TO DO: Retype, word for word, every line from the one holding "pub fn lo(&self)" through the one holding "pub fn size(&self)" in the entries below, both included, and only those lines.

========

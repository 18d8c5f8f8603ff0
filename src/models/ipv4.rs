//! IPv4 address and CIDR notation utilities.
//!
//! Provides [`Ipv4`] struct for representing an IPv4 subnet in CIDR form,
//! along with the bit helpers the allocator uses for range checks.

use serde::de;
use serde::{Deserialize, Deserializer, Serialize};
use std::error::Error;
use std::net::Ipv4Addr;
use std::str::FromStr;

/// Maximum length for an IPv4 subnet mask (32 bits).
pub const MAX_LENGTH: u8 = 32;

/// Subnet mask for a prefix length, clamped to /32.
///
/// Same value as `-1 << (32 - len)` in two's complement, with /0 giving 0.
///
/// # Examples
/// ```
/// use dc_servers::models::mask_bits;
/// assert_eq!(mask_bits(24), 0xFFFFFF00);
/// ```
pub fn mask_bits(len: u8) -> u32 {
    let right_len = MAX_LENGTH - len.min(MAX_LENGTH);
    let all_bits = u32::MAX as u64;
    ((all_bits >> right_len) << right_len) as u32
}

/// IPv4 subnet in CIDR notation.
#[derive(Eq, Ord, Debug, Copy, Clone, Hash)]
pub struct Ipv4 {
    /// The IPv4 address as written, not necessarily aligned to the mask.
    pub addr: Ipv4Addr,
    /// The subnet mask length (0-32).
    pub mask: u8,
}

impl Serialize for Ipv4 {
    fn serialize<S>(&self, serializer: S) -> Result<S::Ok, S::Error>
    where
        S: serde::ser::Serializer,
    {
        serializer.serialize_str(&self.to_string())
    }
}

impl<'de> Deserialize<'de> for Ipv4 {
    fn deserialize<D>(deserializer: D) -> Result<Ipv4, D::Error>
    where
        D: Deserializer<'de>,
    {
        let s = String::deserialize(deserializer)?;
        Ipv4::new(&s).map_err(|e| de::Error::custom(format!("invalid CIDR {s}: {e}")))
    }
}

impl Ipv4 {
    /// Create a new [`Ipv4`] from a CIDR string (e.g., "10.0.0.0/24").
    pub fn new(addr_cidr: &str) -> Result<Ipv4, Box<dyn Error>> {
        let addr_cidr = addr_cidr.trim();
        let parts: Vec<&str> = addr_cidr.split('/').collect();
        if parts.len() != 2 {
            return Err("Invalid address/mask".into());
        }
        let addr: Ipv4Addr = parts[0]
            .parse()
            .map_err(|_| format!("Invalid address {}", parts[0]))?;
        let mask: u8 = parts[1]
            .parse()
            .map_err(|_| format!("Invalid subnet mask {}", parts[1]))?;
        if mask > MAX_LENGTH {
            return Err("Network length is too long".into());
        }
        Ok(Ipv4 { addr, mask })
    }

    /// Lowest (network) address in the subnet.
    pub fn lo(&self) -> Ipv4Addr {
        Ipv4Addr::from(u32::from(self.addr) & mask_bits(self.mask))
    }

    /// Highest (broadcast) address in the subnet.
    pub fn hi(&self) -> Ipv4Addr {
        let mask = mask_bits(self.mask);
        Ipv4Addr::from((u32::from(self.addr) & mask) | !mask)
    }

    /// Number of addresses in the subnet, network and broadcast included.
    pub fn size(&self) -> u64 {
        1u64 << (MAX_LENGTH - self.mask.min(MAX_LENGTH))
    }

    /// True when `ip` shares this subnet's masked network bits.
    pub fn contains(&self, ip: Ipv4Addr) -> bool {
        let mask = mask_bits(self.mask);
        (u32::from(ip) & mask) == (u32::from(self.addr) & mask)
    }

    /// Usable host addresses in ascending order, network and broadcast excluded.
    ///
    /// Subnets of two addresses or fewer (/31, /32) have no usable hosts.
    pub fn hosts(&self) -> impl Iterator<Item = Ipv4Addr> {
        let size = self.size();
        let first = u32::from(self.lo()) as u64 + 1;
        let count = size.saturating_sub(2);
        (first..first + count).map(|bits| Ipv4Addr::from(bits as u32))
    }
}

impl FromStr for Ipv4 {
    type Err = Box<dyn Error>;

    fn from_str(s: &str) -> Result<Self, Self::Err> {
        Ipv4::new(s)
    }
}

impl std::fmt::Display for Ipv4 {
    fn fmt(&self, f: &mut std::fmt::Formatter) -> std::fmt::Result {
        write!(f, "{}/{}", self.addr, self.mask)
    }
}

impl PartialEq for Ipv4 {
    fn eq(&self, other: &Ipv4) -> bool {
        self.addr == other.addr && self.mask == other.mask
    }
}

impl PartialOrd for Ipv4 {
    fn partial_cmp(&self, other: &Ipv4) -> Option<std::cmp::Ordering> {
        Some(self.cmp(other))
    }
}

========

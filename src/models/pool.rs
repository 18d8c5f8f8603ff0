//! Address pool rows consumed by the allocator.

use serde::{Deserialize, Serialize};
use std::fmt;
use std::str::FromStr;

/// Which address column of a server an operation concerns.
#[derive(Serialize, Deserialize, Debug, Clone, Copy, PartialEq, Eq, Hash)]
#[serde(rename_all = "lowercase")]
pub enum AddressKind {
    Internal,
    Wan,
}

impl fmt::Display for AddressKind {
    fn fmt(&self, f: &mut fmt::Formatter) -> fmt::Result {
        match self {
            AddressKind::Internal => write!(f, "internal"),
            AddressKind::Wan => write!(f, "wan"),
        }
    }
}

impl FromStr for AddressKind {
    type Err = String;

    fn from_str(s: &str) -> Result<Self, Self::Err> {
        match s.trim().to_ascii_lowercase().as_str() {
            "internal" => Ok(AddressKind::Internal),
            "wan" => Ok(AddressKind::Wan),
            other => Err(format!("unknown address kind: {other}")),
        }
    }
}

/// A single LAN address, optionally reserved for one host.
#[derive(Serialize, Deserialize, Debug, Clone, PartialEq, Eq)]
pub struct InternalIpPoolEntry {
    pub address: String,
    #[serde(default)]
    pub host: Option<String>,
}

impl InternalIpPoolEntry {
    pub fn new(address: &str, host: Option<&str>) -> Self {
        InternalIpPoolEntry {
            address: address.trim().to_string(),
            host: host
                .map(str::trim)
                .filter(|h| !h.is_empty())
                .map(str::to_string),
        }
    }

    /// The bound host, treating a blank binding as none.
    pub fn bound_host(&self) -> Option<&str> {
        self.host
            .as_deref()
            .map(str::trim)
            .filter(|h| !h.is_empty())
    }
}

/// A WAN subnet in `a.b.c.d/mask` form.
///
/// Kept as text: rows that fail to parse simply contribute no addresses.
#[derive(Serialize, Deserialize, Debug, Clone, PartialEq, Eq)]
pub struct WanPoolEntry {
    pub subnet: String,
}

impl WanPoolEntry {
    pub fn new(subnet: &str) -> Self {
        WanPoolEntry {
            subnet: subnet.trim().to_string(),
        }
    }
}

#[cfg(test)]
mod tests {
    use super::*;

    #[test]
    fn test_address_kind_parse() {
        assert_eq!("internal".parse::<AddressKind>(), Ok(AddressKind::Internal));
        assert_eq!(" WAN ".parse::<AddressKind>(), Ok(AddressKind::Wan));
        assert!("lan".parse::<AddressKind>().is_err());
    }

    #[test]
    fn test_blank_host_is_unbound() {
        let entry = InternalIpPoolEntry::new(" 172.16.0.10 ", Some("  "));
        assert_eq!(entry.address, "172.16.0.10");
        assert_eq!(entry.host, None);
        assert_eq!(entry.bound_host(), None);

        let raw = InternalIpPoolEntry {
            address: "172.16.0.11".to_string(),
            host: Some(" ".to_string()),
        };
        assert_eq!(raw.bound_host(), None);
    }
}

========

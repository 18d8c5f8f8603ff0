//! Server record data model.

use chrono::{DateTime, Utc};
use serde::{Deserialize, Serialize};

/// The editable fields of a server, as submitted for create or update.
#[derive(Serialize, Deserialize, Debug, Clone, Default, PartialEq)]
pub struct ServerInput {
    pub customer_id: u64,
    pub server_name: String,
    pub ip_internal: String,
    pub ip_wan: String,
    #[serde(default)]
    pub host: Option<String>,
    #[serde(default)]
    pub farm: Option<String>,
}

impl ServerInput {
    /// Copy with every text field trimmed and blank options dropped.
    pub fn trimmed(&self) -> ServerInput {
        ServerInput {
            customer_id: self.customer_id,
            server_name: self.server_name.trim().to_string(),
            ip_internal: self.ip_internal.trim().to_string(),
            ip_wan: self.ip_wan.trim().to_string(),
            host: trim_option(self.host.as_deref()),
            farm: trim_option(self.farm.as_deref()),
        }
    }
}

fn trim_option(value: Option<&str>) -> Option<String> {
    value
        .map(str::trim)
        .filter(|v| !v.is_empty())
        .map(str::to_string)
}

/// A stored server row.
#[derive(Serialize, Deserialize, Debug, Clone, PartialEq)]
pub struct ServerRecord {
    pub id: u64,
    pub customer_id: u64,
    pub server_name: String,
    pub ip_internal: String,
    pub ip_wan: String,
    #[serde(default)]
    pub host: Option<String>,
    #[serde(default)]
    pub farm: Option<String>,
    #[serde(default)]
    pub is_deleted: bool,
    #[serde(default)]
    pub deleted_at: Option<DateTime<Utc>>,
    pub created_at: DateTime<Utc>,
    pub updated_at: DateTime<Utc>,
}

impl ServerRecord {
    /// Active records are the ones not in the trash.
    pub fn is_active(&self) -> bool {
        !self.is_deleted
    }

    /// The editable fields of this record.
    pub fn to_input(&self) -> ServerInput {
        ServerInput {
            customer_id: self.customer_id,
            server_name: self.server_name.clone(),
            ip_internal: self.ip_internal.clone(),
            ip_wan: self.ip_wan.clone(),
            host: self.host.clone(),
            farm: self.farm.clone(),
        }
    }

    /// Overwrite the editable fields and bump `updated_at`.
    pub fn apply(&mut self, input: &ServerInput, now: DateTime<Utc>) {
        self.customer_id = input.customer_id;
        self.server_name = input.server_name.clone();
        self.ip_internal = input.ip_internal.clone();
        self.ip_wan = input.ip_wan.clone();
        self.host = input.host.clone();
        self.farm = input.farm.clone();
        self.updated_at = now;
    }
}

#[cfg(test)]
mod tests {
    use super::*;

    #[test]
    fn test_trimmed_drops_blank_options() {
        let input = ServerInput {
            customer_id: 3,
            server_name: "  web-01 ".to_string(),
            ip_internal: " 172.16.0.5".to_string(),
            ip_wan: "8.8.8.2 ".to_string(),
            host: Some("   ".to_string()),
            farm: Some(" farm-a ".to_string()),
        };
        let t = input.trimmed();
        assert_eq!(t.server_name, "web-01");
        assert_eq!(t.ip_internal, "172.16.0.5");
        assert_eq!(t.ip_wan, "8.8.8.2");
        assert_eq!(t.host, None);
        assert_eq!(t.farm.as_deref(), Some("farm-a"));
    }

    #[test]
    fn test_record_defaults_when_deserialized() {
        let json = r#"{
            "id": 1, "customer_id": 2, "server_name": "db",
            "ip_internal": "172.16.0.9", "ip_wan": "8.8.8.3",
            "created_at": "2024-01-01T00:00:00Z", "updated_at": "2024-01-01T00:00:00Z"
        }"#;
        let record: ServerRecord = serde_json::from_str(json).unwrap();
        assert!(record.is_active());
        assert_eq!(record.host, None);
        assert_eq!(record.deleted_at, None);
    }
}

========

ANSWER AREA:
    pub fn lo(&self) -> Ipv4Addr {
        Ipv4Addr::from(u32::from(self.addr) & mask_bits(self.mask))
    }

    /// Highest (broadcast) address in the subnet.
    pub fn hi(&self) -> Ipv4Addr {
        let mask = mask_bits(self.mask);
        Ipv4Addr::from((u32::from(self.addr) & mask) | !mask)
    }

    /// Number of addresses in the subnet, network and broadcast included.
    pub fn size(&self) -> u64 {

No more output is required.